Write out the line that contains "pub fn current(&self)", then every following line to the end of the records below, with no other lines and no changes.

[Stored data]
- - - - -

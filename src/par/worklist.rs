/*
 * SPDX-FileCopyrightText: 2025 Sebastiano Vigna
 *
 * SPDX-License-Identifier: Apache-2.0 OR LGPL-2.1-or-later
 */

//! Priority-bucketed worklists ordered by an integer metric.

use crossbeam_utils::CachePadded;
use std::collections::{BTreeMap, VecDeque};
use std::sync::atomic::{AtomicBool, AtomicU64, AtomicUsize, Ordering};
use std::sync::{Arc, Mutex, RwLock};

/// A concurrent worklist ordered by an integer metric, approximately.
///
/// Items live in integer-indexed buckets; workers drain the lowest non-empty
/// bucket before moving on, and [`push`](Obim::push) may be called from any
/// worker at any time, including into the bucket currently being drained.
/// Within a bucket items are FIFO per shard, for locality only: no relative
/// order is guaranteed.
///
/// Each bucket keeps one deque per worker. A push goes to the pusher's own
/// deque; a pop drains the popper's own deque first and steals from siblings
/// when it is empty, so contention stays bounded.
///
/// Two counters govern global progress:
/// * `pending` counts items that have been pushed and whose processing has
///   not yet been [completed](Obim::complete). It reaches zero exactly at
///   quiescence: no item queued anywhere and no item in flight that could
///   still produce pushes.
/// * `low` is a lower-bound hint for the scan that locates the next
///   non-empty bucket. A push may lower it again: an item produced by
///   in-flight work can legitimately land in the bucket a sibling worker just
///   found empty, and the scan must find it there.
///
/// In barrier mode (see [`for_each_with_barrier`](crate::par::for_each_with_barrier))
/// the cursor only advances once all workers are idle, which makes bucket
/// retirement exact: `watermark` records the lowest live bucket and every
/// later push is checked against it.
pub struct Obim<T> {
    num_shards: usize,
    buckets: RwLock<BTreeMap<u64, Arc<Bucket<T>>>>,
    low: AtomicU64,
    watermark: AtomicU64,
    pending: AtomicUsize,
    done: AtomicBool,
}

struct Bucket<T> {
    len: AtomicUsize,
    shards: Box<[CachePadded<Mutex<VecDeque<T>>>]>,
}

impl<T> Bucket<T> {
    fn new(num_shards: usize) -> Self {
        Self {
            len: AtomicUsize::new(0),
            shards: (0..num_shards)
                .map(|_| CachePadded::new(Mutex::new(VecDeque::new())))
                .collect(),
        }
    }
}

impl<T: Send> Obim<T> {
    /// Creates a worklist with one shard per worker.
    ///
    /// `num_shards` should match the number of threads of the pool the
    /// worklist will be drained on.
    pub fn new(num_shards: usize) -> Self {
        Self {
            num_shards: num_shards.max(1),
            buckets: RwLock::new(BTreeMap::new()),
            low: AtomicU64::new(u64::MAX),
            watermark: AtomicU64::new(0),
            pending: AtomicUsize::new(0),
            done: AtomicBool::new(false),
        }
    }

    #[inline]
    fn shard_index(&self) -> usize {
        rayon::current_thread_index().unwrap_or(0) % self.num_shards
    }

    /// Inserts an item into the bucket with the given index.
    ///
    /// Always succeeds; may be called concurrently from any worker,
    /// including while the target bucket is being drained.
    pub fn push(&self, index: u64, item: T) {
        debug_assert!(
            index >= self.watermark.load(Ordering::SeqCst),
            "push into retired bucket {} (watermark {})",
            index,
            self.watermark.load(Ordering::SeqCst),
        );

        self.pending.fetch_add(1, Ordering::SeqCst);

        let bucket = {
            let buckets = self.buckets.read().unwrap();
            match buckets.get(&index) {
                Some(bucket) => {
                    bucket.len.fetch_add(1, Ordering::SeqCst);
                    bucket.clone()
                }
                None => {
                    drop(buckets);
                    let mut buckets = self.buckets.write().unwrap();
                    let bucket = buckets
                        .entry(index)
                        .or_insert_with(|| Arc::new(Bucket::new(self.num_shards)))
                        .clone();
                    bucket.len.fetch_add(1, Ordering::SeqCst);
                    bucket
                }
            }
        };

        self.low.fetch_min(index, Ordering::SeqCst);
        bucket.shards[self.shard_index()]
            .lock()
            .unwrap()
            .push_back(item);
    }

    fn pop_from(&self, bucket: &Bucket<T>) -> Option<T> {
        let me = self.shard_index();
        for offset in 0..self.num_shards {
            let shard = &bucket.shards[(me + offset) % self.num_shards];
            if let Some(item) = shard.lock().unwrap().pop_front() {
                bucket.len.fetch_sub(1, Ordering::SeqCst);
                return Some(item);
            }
        }
        None
    }

    /// Removes and returns one item from the lowest non-empty bucket.
    ///
    /// Returns [`None`] when no queued item was found; the caller decides
    /// between retrying (work is still in flight) and terminating
    /// ([`pending`](Obim::pending) is zero).
    pub fn pop(&self) -> Option<T> {
        let low = self.low.load(Ordering::SeqCst);
        let buckets = self.buckets.read().unwrap();
        for bucket in buckets
            .range(low..)
            .map(|(_, bucket)| bucket)
            .filter(|bucket| bucket.len.load(Ordering::SeqCst) > 0)
        {
            if let Some(item) = self.pop_from(bucket) {
                return Some(item);
            }
        }
        None
    }

    /// Removes and returns one item from the cursor bucket only.
    ///
    /// Used in barrier mode, where no worker may run ahead of the cursor.
    pub fn pop_current(&self) -> Option<T> {
        let low = self.low.load(Ordering::SeqCst);
        let buckets = self.buckets.read().unwrap();
        let bucket = buckets.get(&low)?;
        if bucket.len.load(Ordering::SeqCst) == 0 {
            return None;
        }
        self.pop_from(bucket)
    }

    /// Records that the processing of one popped item has finished, together
    /// with all pushes it performed.
    #[inline]
    pub fn complete(&self) {
        self.pending.fetch_sub(1, Ordering::SeqCst);
    }

    /// Number of items pushed and not yet completed (queued or in flight).
    #[inline]
    pub fn pending(&self) -> usize {
        self.pending.load(Ordering::SeqCst)
    }

    /// Whether every bucket is empty.
    pub fn all_empty(&self) -> bool {
        self.buckets
            .read()
            .unwrap()
            .values()
            .all(|bucket| bucket.len.load(Ordering::SeqCst) == 0)
    }

    /// Advances the cursor past the current bucket, retiring it.
    ///
    /// Must only be called while every worker is parked at a barrier: with
    /// no work in flight, `pending` counts exactly the queued items, and all
    /// buckets below the new cursor are permanently empty. Sets the
    /// termination flag when there is nothing left, or when the counters
    /// disagree with the bucket contents (the caller then reports the
    /// inconsistency).
    pub fn advance_retiring(&self) {
        if self.pending.load(Ordering::SeqCst) == 0 {
            self.done.store(true, Ordering::SeqCst);
            return;
        }
        let buckets = self.buckets.read().unwrap();
        match buckets
            .iter()
            .find(|(_, bucket)| bucket.len.load(Ordering::SeqCst) > 0)
        {
            Some((&index, _)) => {
                self.low.store(index, Ordering::SeqCst);
                self.watermark.store(index, Ordering::SeqCst);
            }
            // Pending work but no queued item: a scheduler invariant is
            // broken. Terminate so the executor can surface the failure.
            None => self.done.store(true, Ordering::SeqCst),
        }
    }

    #[inline]
    pub fn is_done(&self) -> bool {
        self.done.load(Ordering::SeqCst)
    }
}

/// The single-threaded counterpart of [`Obim`]: a growable list of FIFO
/// buckets with an explicit cursor, used by the serial delta-stepping
/// reference.
pub struct SerialBucketWl<T> {
    buckets: Vec<VecDeque<T>>,
    current: usize,
    len: usize,
}

impl<T> SerialBucketWl<T> {
    pub fn new() -> Self {
        Self {
            buckets: Vec::new(),
            current: 0,
            len: 0,
        }
    }

    /// Inserts an item into the bucket with the given index.
    pub fn push(&mut self, index: u64, item: T) {
        let index = index as usize;
        debug_assert!(
            index >= self.current,
            "push into retired bucket {} (cursor {})",
            index,
            self.current
        );
        if index >= self.buckets.len() {
            self.buckets.resize_with(index + 1, VecDeque::new);
        }
        self.buckets[index].push_back(item);
        self.len += 1;
    }

    /// Removes and returns one item from the cursor bucket.
    pub fn pop_current(&mut self) -> Option<T> {
        let item = self.buckets.get_mut(self.current)?.pop_front();
        if item.is_some() {
            self.len -= 1;
        }
        item
    }

    /// Retires the cursor bucket and advances to the next non-empty one.
    pub fn go_to_next_bucket(&mut self) {
        self.current += 1;
        while self
            .buckets
            .get(self.current)
            .is_some_and(|bucket| bucket.is_empty())
        {
            self.current += 1;
        }
    }

    /// Whether no bucket holds an item.
    pub fn is_empty(&self) -> bool {
        self.len == 0
    }

    /// Whether every bucket, including ones behind the cursor, is empty.
    pub fn all_empty(&self) -> bool {
        self.buckets.iter().all(VecDeque::is_empty)
    }

    /// The cursor bucket index.
    pub fn current(&self) -> usize {
        self.current
    }
}

impl<T> Default for SerialBucketWl<T> {
    fn default() -> Self {
        Self::new()
    }
}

- - - - -

◆ **Task result**
    pub fn current(&self) -> usize {
        self.current
    }
}

impl<T> Default for SerialBucketWl<T> {
    fn default() -> Self {
        Self::new()
    }
}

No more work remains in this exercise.